Ces derniers jours Zoé, mon alter-ego, mon complice félin était triste …. Aucune vivacité, maigre repas, regard et poil bien ternes…  Bref, il n’allait pas bien ! Alors,  de lui-même,  il décida d’aller consulter son thaumaturge thérapeute favori,  Melchior, le sage hibou du parc des Cèdres. En un clin d’œil, Melchior compris que Zoé ne souffrait d’aucun trouble  physique, que le problème était tout autre.  Profitant d’un rayon de soleil, bien à l’abri d’un petit bosquet, ils engagèrent une longue conversation…

M.  Que t’arrive- t-il Zoé ? Je ne t’ai jamais vu ainsi. As-tu des soucis ? Explique-moi, si tu le désires. Nous avons le temps.

Z.   Je ne comprends pas pourquoi les hommes emploient le mot « ensauvagement » à tort et à travers, sans aucun respect  pour la faune, la flore sauvage, alors qu’ils désignent ainsi des actes horribles commis par leurs propres congénères.

M.  Tu as raison,  ils feraient mieux de réviser leurs classiques plutôt que de chercher des boucs émissaires en criant :  « haro sur le baudet ».

Tu n’es pas sans savoir que le mot "sauvage" vient du latin "silvaticus", adjectif dérivé du nom "silva" (forêt) qui a donné en français les mots "sylve", sylvestre", "sylviculture". Sauvage signifie donc "celui qui vit en liberté dans la nature,  qui n’a pas  subi de modification de la part de l’homme".

Z.   Ah oui, cela me rappelle  Pline l’Ancien : «  L’Animal est un être intelligent qui connaît ses besoins et sait ce qui lui est nécessaire, contrairement à l’homme ».

M.  En effet, nous savons parfaitement évoluer et nous adapter par nous-mêmes aux différentes conditions de vie.
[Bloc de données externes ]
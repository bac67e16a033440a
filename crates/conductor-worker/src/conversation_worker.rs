use std::sync::atomic::{AtomicUsize, Ordering};
use std::sync::Arc;
use std::time::Duration;

use chrono::Utc;
use conductor_assembler::{assemble, Decryptor};
use conductor_core::{
    conversation::{shallow_merge, PendingQuestion, PendingQuestionType, Schedule},
    ids::UserRole,
    Conversation, ConversationStatus, Message, MessageRole, MessageSource, Notification, Skill,
};
use conductor_config::WorkerConfig;
use conductor_llm::{InvocationPolicy, LlmClient, LlmError};
use conductor_protocol::{classify_worker, WorkerDirective};
use conductor_repo::Repository;
use tokio::sync::watch;
use tracing::{debug, error, info, instrument, warn};

use crate::error::Result;
use crate::prompt::{build_worker_system_prompt, build_worker_user_prompt};

/// Background conversation worker: a polling loop that claims due
/// `background` conversations and resumes each one's cron/interval/
/// immediate cycle.
#[derive(Clone)]
pub struct ConversationWorker {
    repo: Arc<dyn Repository>,
    llm: Arc<dyn LlmClient>,
    skill_registry: Arc<[Skill]>,
    decryptor: Arc<dyn Decryptor>,
    config: WorkerConfig,
    active_count: Arc<AtomicUsize>,
}

impl ConversationWorker {
    pub fn new(
        repo: Arc<dyn Repository>,
        llm: Arc<dyn LlmClient>,
        skill_registry: Arc<[Skill]>,
        decryptor: Arc<dyn Decryptor>,
        config: WorkerConfig,
    ) -> Self {
        Self {
            repo,
            llm,
            skill_registry,
            decryptor,
            config,
            active_count: Arc::new(AtomicUsize::new(0)),
        }
    }

    /// Polls every `poll_interval_ms` until `shutdown` broadcasts `true`.
    /// In-flight executions are allowed to finish; no hard cancellation.
    pub async fn run(self, mut shutdown: watch::Receiver<bool>) {
        info!("conversation worker started");
        let mut interval = tokio::time::interval(Duration::from_millis(self.config.poll_interval_ms));
        loop {
            tokio::select! {
                _ = interval.tick() => {
                    if let Err(e) = self.tick().await {
                        error!(error = %e, "conversation worker tick failed");
                    }
                }
                _ = shutdown.changed() => {
                    if *shutdown.borrow() {
                        info!("conversation worker shutting down");
                        break;
                    }
                }
            }
        }
    }

    async fn tick(&self) -> Result<()> {
        let active = self.active_count.load(Ordering::SeqCst);
        if active >= self.config.max_concurrent {
            return Ok(());
        }
        let capacity = self.config.max_concurrent - active;
        let claimed = self
            .repo
            .claim_ready_conversations(capacity, Utc::now())
            .await?;

        for conversation in claimed {
            self.active_count.fetch_add(1, Ordering::SeqCst);
            let worker = self.clone();
            tokio::spawn(async move {
                let id = conversation.id.clone();
                if let Err(e) = worker.execute(conversation).await {
                    error!(conversation_id = %id, error = %e, "conversation cycle failed");
                }
                worker.repo.release_conversation_claim(&id).await;
                worker.active_count.fetch_sub(1, Ordering::SeqCst);
            });
        }
        Ok(())
    }

    #[instrument(skip(self, conversation), fields(conversation_id = %conversation.id))]
    async fn execute(&self, mut conversation: Conversation) -> Result<()> {
        let history = self
            .repo
            .list_messages(&conversation.id, self.config.max_messages_to_include)
            .await?;
        let integrations = self
            .repo
            .list_integrations_for_user(&conversation.user_id)
            .await?;
        let assembled = assemble(
            None,
            None,
            &conversation.skills,
            &self.skill_registry,
            &integrations,
            self.decryptor.as_ref(),
            UserRole::User,
        );

        let system_prompt_body = build_worker_system_prompt(&conversation);
        let system_prompt = match &assembled.system_prompt {
            Some(skill_prompt) => format!("{system_prompt_body}\n\n{skill_prompt}"),
            None => system_prompt_body,
        };
        let user_prompt = build_worker_user_prompt(&conversation, &history);

        let policy = InvocationPolicy::new(Duration::from_millis(self.config.execution_timeout_ms));
        let mut plan = assembled.into_query_plan(
            user_prompt,
            conversation.claude_session_id.clone(),
            policy,
        );
        plan.system_prompt = Some(system_prompt);

        let outcome = match tokio::time::timeout(
            Duration::from_millis(self.config.execution_timeout_ms),
            self.llm.run(plan),
        )
        .await
        {
            Ok(Ok(outcome)) => outcome,
            Ok(Err(e)) => return self.handle_execution_error(&mut conversation, e).await,
            Err(_) => {
                let e = LlmError::Timeout(Duration::from_millis(self.config.execution_timeout_ms));
                return self.handle_execution_error(&mut conversation, e).await;
            }
        };

        let now = Utc::now();
        let classification = classify_worker(&outcome.response);

        match classification.directive {
            WorkerDirective::NeedsInput { question } => {
                self.append_worker_message(&conversation.id, &classification.message)
                    .await?;
                conversation.status = ConversationStatus::WaitingInput;
                conversation.pending_question = Some(PendingQuestion {
                    kind: question
                        .get("type")
                        .and_then(|v| v.as_str())
                        .map(parse_pending_question_type)
                        .unwrap_or(PendingQuestionType::Input),
                    prompt: question
                        .get("prompt")
                        .and_then(|v| v.as_str())
                        .unwrap_or_default()
                        .to_string(),
                    options: question.get("options").and_then(|v| {
                        v.as_array().map(|a| {
                            a.iter()
                                .filter_map(|e| e.as_str().map(str::to_string))
                                .collect()
                        })
                    }),
                });
                self.repo
                    .create_notification(Notification::new(
                        conversation.user_id.clone(),
                        Some(conversation.id.clone()),
                        conversation.title.clone(),
                        classification.message.clone(),
                    ))
                    .await?;
            }
            WorkerDirective::Complete => {
                self.append_worker_message(&conversation.id, &classification.message)
                    .await?;
                if matches!(conversation.schedule, Some(Schedule::Cron { .. })) {
                    conversation.next_run_at = self.compute_next_run(&conversation, now)?;
                } else {
                    conversation.status = ConversationStatus::Active;
                    conversation.schedule = None;
                    conversation.next_run_at = None;
                    self.repo
                        .create_notification(Notification::new(
                            conversation.user_id.clone(),
                            Some(conversation.id.clone()),
                            format!("{} complete", conversation.title),
                            classification.message.clone(),
                        ))
                        .await?;
                }
            }
            WorkerDirective::Continue => {
                if !classification.message.trim().is_empty() {
                    self.append_worker_message(&conversation.id, &classification.message)
                        .await?;
                }
                if let Some(patch) = classification.state_update.as_ref().and_then(|v| v.as_object()) {
                    shallow_merge(&mut conversation.state.data, patch);
                }
                if let Some(next_step) = classification.next_step {
                    conversation.state.step = next_step;
                }
                conversation.next_run_at = self.compute_next_run(&conversation, now)?;
            }
        }

        conversation.consecutive_failures = 0;
        conversation.claude_session_id = Some(outcome.session_id);
        conversation.updated_at = now;
        self.repo.update_conversation(conversation).await?;
        Ok(())
    }

    async fn handle_execution_error(
        &self,
        conversation: &mut Conversation,
        error: LlmError,
    ) -> Result<()> {
        if error.looks_like_auth_expiry() {
            warn!(conversation_id = %conversation.id, "auth-like error, pausing conversation for reconnect");
            conversation.status = ConversationStatus::WaitingInput;
            conversation.pending_question = Some(PendingQuestion {
                kind: PendingQuestionType::Input,
                prompt: "Your connection has expired. Please reconnect in Settings.".to_string(),
                options: None,
            });
            self.repo
                .create_notification(Notification::new(
                    conversation.user_id.clone(),
                    Some(conversation.id.clone()),
                    conversation.title.clone(),
                    "Your connection has expired. Please reconnect in Settings.".to_string(),
                ))
                .await?;
        } else {
            conversation.consecutive_failures += 1;
            debug!(conversation_id = %conversation.id, failures = conversation.consecutive_failures, "conversation cycle failed transiently");
            if conversation.consecutive_failures >= self.config.max_retries {
                self.repo
                    .create_notification(Notification::new(
                        conversation.user_id.clone(),
                        Some(conversation.id.clone()),
                        "Task error".to_string(),
                        error.to_string(),
                    ))
                    .await?;
            }
        }
        conversation.updated_at = Utc::now();
        self.repo.update_conversation(conversation.clone()).await?;
        Ok(())
    }

    fn compute_next_run(
        &self,
        conversation: &Conversation,
        now: chrono::DateTime<Utc>,
    ) -> Result<Option<chrono::DateTime<Utc>>> {
        match &conversation.schedule {
            Some(Schedule::Cron { cron_expression }) => {
                Ok(Some(conductor_cron::next(cron_expression, now)?))
            }
            Some(Schedule::Scheduled { run_at }) => Ok(Some(*run_at)),
            Some(Schedule::Immediate) => Ok(Some(now)),
            None => Ok(None),
        }
    }

    async fn append_worker_message(
        &self,
        conversation_id: &conductor_core::ids::ConversationId,
        content: &str,
    ) -> Result<()> {
        let message = Message::new(
            conversation_id.clone(),
            MessageRole::Assistant,
            content,
            MessageSource::Worker,
        );
        self.repo.append_message(message).await?;
        Ok(())
    }
}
Ainsi  je trouve toujours amusant que les hommes soient surpris quand je leur enseigne que, bien avant leur arrivée parmi nous, un petit animal nommé miacis,  vivant il y a 50 millions d’années, ait pu donner naissance aux loups, aux ours et aux félins, donc à toi.

Z.   Oui, belle leçon pour les hommes ! Qu’ils fassent un peu preuve d’humilité ! Ils n’ont pas le monopole de l’évolution ! De plus, leur évolution n’est pas très glorieuse pour l’instant !

M.  Comble de leur mépris et de leur ignorance, ils se sont arrogé le droit de nous considérer comme des machines. N’est ce pas, Monsieur Descartes ?  Mais saluons Léonard de Vinci qui, peut-être parce qu’il était végétarien, a  eu une formidable intuition  :  « les animaux sont doués de sentiments  » !  Révolution copernicienne !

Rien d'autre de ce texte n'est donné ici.